Si en sus años de mozo tuvo que seguir un camino casi solitario entre las tareas campestres y las cabras que pastoreaba, con la única tutela de su estimado, a pesar de sus disputas, Ramón Sijé, con el tiempo lograría hacerse un hueco en el terreno madrileño. Su primer viaje le hizo retornar a Orihuela con cierta sensación de fracaso, pero con el material suficiente para desarrollar su poemario Perito en lunas (1933) dentro de la estela neogongorina. Bajo esa misma sombra se cobijará el cancionero El rayo que no cesa (1936), su segundo poemario. Se trata de la primera etapa de Hernández y la ubicamos lejos de esa voz cercana al pueblo y, sobre todo, reivindicativa, en que se convertirá tras el inicio de la guerra civil y donde destaca Viento del pueblo (1937).

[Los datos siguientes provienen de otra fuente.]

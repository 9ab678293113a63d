//! Token-bucket bandwidth throttling decorator for backend clients.

use std::sync::Arc;
use std::time::Duration;

use async_trait::async_trait;
use tokio::sync::Mutex;
use tokio::time::Instant;
use tracing::debug;

use crate::client::{BackendClient, BlobInfo, ListOptions, ListResult};
use crate::error::{BackendError, BackendResult};

/// Ingress/egress limits in bytes per second.
#[derive(Debug, Clone, Copy)]
pub struct BandwidthConfig {
    /// Download (backend to agent) limit.
    pub ingress_bytes_per_sec: u64,
    /// Upload (agent to backend) limit.
    pub egress_bytes_per_sec: u64,
}

struct BucketState {
    tokens: f64,
    refilled_at: Instant,
}

/// A token bucket refilled at `rate` bytes per second, holding at most
/// one second of burst.
struct TokenBucket {
    rate: f64,
    state: Mutex<BucketState>,
}

impl TokenBucket {
    fn new(rate: u64) -> Self {
        Self {
            rate: rate as f64,
            state: Mutex::new(BucketState {
                tokens: rate as f64,
                refilled_at: Instant::now(),
            }),
        }
    }

    async fn acquire(&self, amount: u64) {
        let mut remaining = amount as f64;
        loop {
            let wait = {
                let mut state = self.state.lock().await;
                let now = Instant::now();
                let elapsed = now.duration_since(state.refilled_at).as_secs_f64();
                state.tokens = (state.tokens + elapsed * self.rate).min(self.rate);
                state.refilled_at = now;
                // Large transfers drain the bucket in full-burst bites so
                // one caller cannot starve the clock.
                let take = remaining.min(state.tokens);
                state.tokens -= take;
                remaining -= take;
                if remaining <= 0.0 {
                    return;
                }
                Duration::from_secs_f64((remaining.min(self.rate) / self.rate).min(1.0))
            };
            tokio::time::sleep(wait).await;
        }
    }
}

/// Decorates a backend client with ingress/egress token buckets.
pub struct BandwidthLimitedClient {
    inner: Arc<dyn BackendClient>,
    ingress: TokenBucket,
    egress: TokenBucket,
}

impl BandwidthLimitedClient {
    /// Wrap `inner` with the limits in `config`.
    ///
    /// # Errors
    ///
    /// Returns [`BackendError::Config`] when either limit is zero.
    pub fn new(inner: Arc<dyn BackendClient>, config: BandwidthConfig) -> BackendResult<Self> {
        if config.ingress_bytes_per_sec == 0 {
            return Err(BackendError::Config {
                field: "ingress_bytes_per_sec",
                reason: "must be positive",
            });
        }
        if config.egress_bytes_per_sec == 0 {
            return Err(BackendError::Config {
                field: "egress_bytes_per_sec",
                reason: "must be positive",
            });
        }
        debug!(
            ingress = config.ingress_bytes_per_sec,
            egress = config.egress_bytes_per_sec,
            "bandwidth limits enabled"
        );
        Ok(Self {
            inner,
            ingress: TokenBucket::new(config.ingress_bytes_per_sec),
            egress: TokenBucket::new(config.egress_bytes_per_sec),
        })
    }
}

#[async_trait]
impl BackendClient for BandwidthLimitedClient {
    async fn stat(&self, namespace: &str, name: &str) -> BackendResult<BlobInfo> {
        self.inner.stat(namespace, name).await
    }

    async fn upload(
        &self,
        namespace: &str,
        name: &str,
        source: &mut (dyn std::io::Read + Send),
    ) -> BackendResult<()> {
        // Buffer to learn the transfer size, then pay for it up front.
        let mut body = Vec::new();
        source
            .read_to_end(&mut body)
            .map_err(|e| BackendError::io("upload.read", e))?;
        self.egress.acquire(body.len() as u64).await;
        let mut cursor = std::io::Cursor::new(body);
        self.inner.upload(namespace, name, &mut cursor).await
    }

    async fn download(
        &self,
        namespace: &str,
        name: &str,
        sink: &mut (dyn std::io::Write + Send),
    ) -> BackendResult<u64> {
        let info = self.inner.stat(namespace, name).await?;
        self.ingress.acquire(info.size).await;
        self.inner.download(namespace, name, sink).await
    }

    async fn list(&self, prefix: &str, options: ListOptions) -> BackendResult<ListResult> {
        self.inner.list(prefix, options).await
    }
}

#[cfg(test)]
mod tests {
    use super::*;
    use std::sync::atomic::{AtomicU64, Ordering};

    struct CountingClient {
        downloads: AtomicU64,
    }

    #[async_trait]
    impl BackendClient for CountingClient {
        async fn stat(&self, _namespace: &str, _name: &str) -> BackendResult<BlobInfo> {
            Ok(BlobInfo { size: 8 })
        }

        async fn upload(
            &self,
            _namespace: &str,
            _name: &str,
            source: &mut (dyn std::io::Read + Send),
        ) -> BackendResult<()> {
            let mut body = Vec::new();
            source
                .read_to_end(&mut body)
                .map_err(|e| BackendError::io("upload.read", e))?;
            assert_eq!(body, b"payload!");
            Ok(())
        }

        async fn download(
            &self,
            _namespace: &str,
            _name: &str,
            sink: &mut (dyn std::io::Write + Send),
        ) -> BackendResult<u64> {
            self.downloads.fetch_add(1, Ordering::SeqCst);
            sink.write_all(b"12345678")
                .map_err(|e| BackendError::io("download.write", e))?;
            Ok(8)
        }

        async fn list(&self, _prefix: &str, _options: ListOptions) -> BackendResult<ListResult> {
            Ok(ListResult::default())
        }
    }

    #[test]
    fn zero_limits_are_rejected() {
        let inner: Arc<dyn BackendClient> = Arc::new(CountingClient {
            downloads: AtomicU64::new(0),
        });
        assert!(matches!(
            BandwidthLimitedClient::new(
                Arc::clone(&inner),
                BandwidthConfig {
                    ingress_bytes_per_sec: 0,
                    egress_bytes_per_sec: 1,
                }
            ),
            Err(BackendError::Config { .. })
        ));
        assert!(matches!(
            BandwidthLimitedClient::new(
                inner,
                BandwidthConfig {
                    ingress_bytes_per_sec: 1,
                    egress_bytes_per_sec: 0,
                }
            ),
            Err(BackendError::Config { .. })
        ));
    }

    #[tokio::test]
    async fn transfers_pass_through_under_generous_limits() -> anyhow::Result<()> {
        let inner = Arc::new(CountingClient {
            downloads: AtomicU64::new(0),
        });
        let limited = BandwidthLimitedClient::new(
            Arc::clone(&inner) as Arc<dyn BackendClient>,
            BandwidthConfig {
                ingress_bytes_per_sec: 1 << 20,
                egress_bytes_per_sec: 1 << 20,
            },
        )?;

        let mut sink = Vec::new();
        let written = limited.download("ns", "blob", &mut sink).await?;
        assert_eq!(written, 8);
        assert_eq!(sink, b"12345678");
        assert_eq!(inner.downloads.load(Ordering::SeqCst), 1);

        let mut source = std::io::Cursor::new(b"payload!".to_vec());
        limited.upload("ns", "blob", &mut source).await?;
        Ok(())
    }

    #[tokio::test(start_paused = true)]
    async fn oversized_transfers_wait_for_refill() -> anyhow::Result<()> {
        let inner: Arc<dyn BackendClient> = Arc::new(CountingClient {
            downloads: AtomicU64::new(0),
        });
        let limited = BandwidthLimitedClient::new(
            inner,
            BandwidthConfig {
                ingress_bytes_per_sec: 4,
                egress_bytes_per_sec: 4,
            },
        )?;

        // 8 bytes at 4 B/s: the initial burst covers 4, the rest refills
        // over about a second of (paused, auto-advanced) time.
        let started = Instant::now();
        let mut sink = Vec::new();
        limited.download("ns", "blob", &mut sink).await?;
        assert!(started.elapsed() >= Duration::from_millis(900));
        Ok(())
    }
}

Regresemos a El rayo que no cesa para observar el calado clásico de esta obra: un auténtico cancionero de ecos medievales y renacentistas, como el de Petrarca, con estilo barroco neogongorino, pero tiempo contemporáneo. Esta clasificación no es vana: el cancionero es una obra compuesta en su mayoría por sonetos amorosos, donde el amor es inalcanzable o imposible, mientras que el estilo neogongorino nos remite a la revisión que la poesía de Luis de Góngora tuvo en estos años y que afectó a varios poetas de la época, incluyendo el uso de un léxico más hermético, culto y latinista o la preferencia por algunos recursos retóricos como el hipérbaton. No obstante, en esta obra concreta en la que Hernández se permite elaborar y experimentar con los sonetos, también incluye imágenes que pertenecen a lo que él conocía: el mundo campestre, el del hortelano, el de los toros y el de la naturaleza abierta con la que siempre convivió este pastor poeta.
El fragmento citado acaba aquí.